The format of the settings file

The information about run parameters is stored in a file named NNNNN-settings.txt. This file is generated automatically after a test case is created by an author. The generation is accomplished using a script that reads the CSV file and summarizes the actual test run; this approach reduces the chances of human errors introducing a mismatch between the claimed simulation settings and the actual settings used to generate the reference data.

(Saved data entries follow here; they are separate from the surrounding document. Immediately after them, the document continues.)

use super::content::{AbilityDef, AbilityUpgrade, CardDefinition, StatGain};

/// 等级对应的累计属性加成。取配置中不超过当前等级的最高一档；
/// 没有命中任何一档时为零。用于单位实例化与展示，战斗路径
/// 只读取单位身上已物化的攻击/生命值。
pub fn stat_gains(def: &CardDefinition, level: u8) -> StatGain {
    let mut best = StatGain {
        level: 1,
        attack: 0,
        health: 0,
    };
    if let Some(leveling) = &def.leveling {
        for gain in &leveling.gains {
            if gain.level <= level && gain.level >= best.level {
                best = *gain;
            }
        }
    }
    best
}

/// 当前等级下生效的技能列表：基础技能加上所有等级不超过
/// 当前等级的里程碑增改，按里程碑等级升序应用。
pub fn active_abilities(def: &CardDefinition, level: u8) -> Vec<AbilityDef> {
    let mut abilities = def.abilities.clone();
    let Some(leveling) = &def.leveling else {
        return abilities;
    };

    let mut milestones: Vec<_> = leveling
        .milestones
        .iter()
        .filter(|milestone| milestone.level <= level)
        .collect();
    milestones.sort_by_key(|milestone| milestone.level);

    for milestone in milestones {
        match &milestone.upgrade {
            AbilityUpgrade::Add { ability } => abilities.push(ability.clone()),
            AbilityUpgrade::Replace { name, ability } => {
                if let Some(existing) = abilities.iter_mut().find(|a| a.name == *name) {
                    *existing = ability.clone();
                } else {
                    abilities.push(ability.clone());
                }
            }
        }
    }

    abilities
}

#[cfg(test)]
mod tests {
    use super::*;
    use crate::game::content::{builtin_content, ContentSource, EMBER_COLOSSUS, FLAME_ADEPT};

    #[test]
    fn level_one_keeps_base_abilities_and_stats() {
        let content = builtin_content();
        let def = content.definition(EMBER_COLOSSUS).unwrap();

        let abilities = active_abilities(def, 1);
        assert_eq!(abilities.len(), 1);
        assert_eq!(abilities[0].name, "Cinder Veil");

        let gains = stat_gains(def, 1);
        assert_eq!((gains.attack, gains.health), (0, 0));
    }

    #[test]
    fn milestones_apply_in_ascending_order() {
        let content = builtin_content();
        let def = content.definition(EMBER_COLOSSUS).unwrap();

        // 3 级：新增一条技能。
        let abilities = active_abilities(def, 3);
        assert_eq!(abilities.len(), 2);
        assert!(abilities.iter().any(|a| a.name == "Molten Core"));

        // 5 级：按名字整体替换。
        let abilities = active_abilities(def, 5);
        assert_eq!(abilities.len(), 2);
        assert!(abilities.iter().any(|a| a.name == "Inferno Veil"));
        assert!(!abilities.iter().any(|a| a.name == "Cinder Veil"));
    }

    #[test]
    fn gains_are_cumulative_totals_per_level() {
        let content = builtin_content();
        let def = content.definition(EMBER_COLOSSUS).unwrap();

        let gains = stat_gains(def, 4);
        assert_eq!((gains.attack, gains.health), (1, 2));
        let gains = stat_gains(def, 6);
        assert_eq!((gains.attack, gains.health), (3, 4));
    }

    #[test]
    fn creature_without_leveling_config_is_flat() {
        let content = builtin_content();
        let def = content.definition(FLAME_ADEPT).unwrap();
        assert!(active_abilities(def, 9).is_empty());
        let gains = stat_gains(def, 9);
        assert_eq!((gains.attack, gains.health), (0, 0));
    }
}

The format of the file is very simple. Here's an example:

start: 0
duration: 5.0
steps: 50
variables: S1, S2
absolute: 1e-12
relative: 0.0001
amount: S1, S2
concentration:

Depending on the type of test requested (TimeCourse or FluxBalanceSteadyState) this data will have slightly different meanings

Settings files for TimeCourse tests

The information about run parameters is stored in a file named NNNNN-settings.txt. This file is generated automatically after a test case is created by an author. The generation is accomplished using a script that reads the CSV file and summarizes the actual test run; this approach reduces the chances of human errors introducing a mismatch between the claimed simulation settings and the actual settings used to generate the reference data.

• start: The start time of the simulation time-series data in the output (CSV) file. Often this is 0, but not necessarily.

• duration: The duration of the simulation run, in the model's units of time.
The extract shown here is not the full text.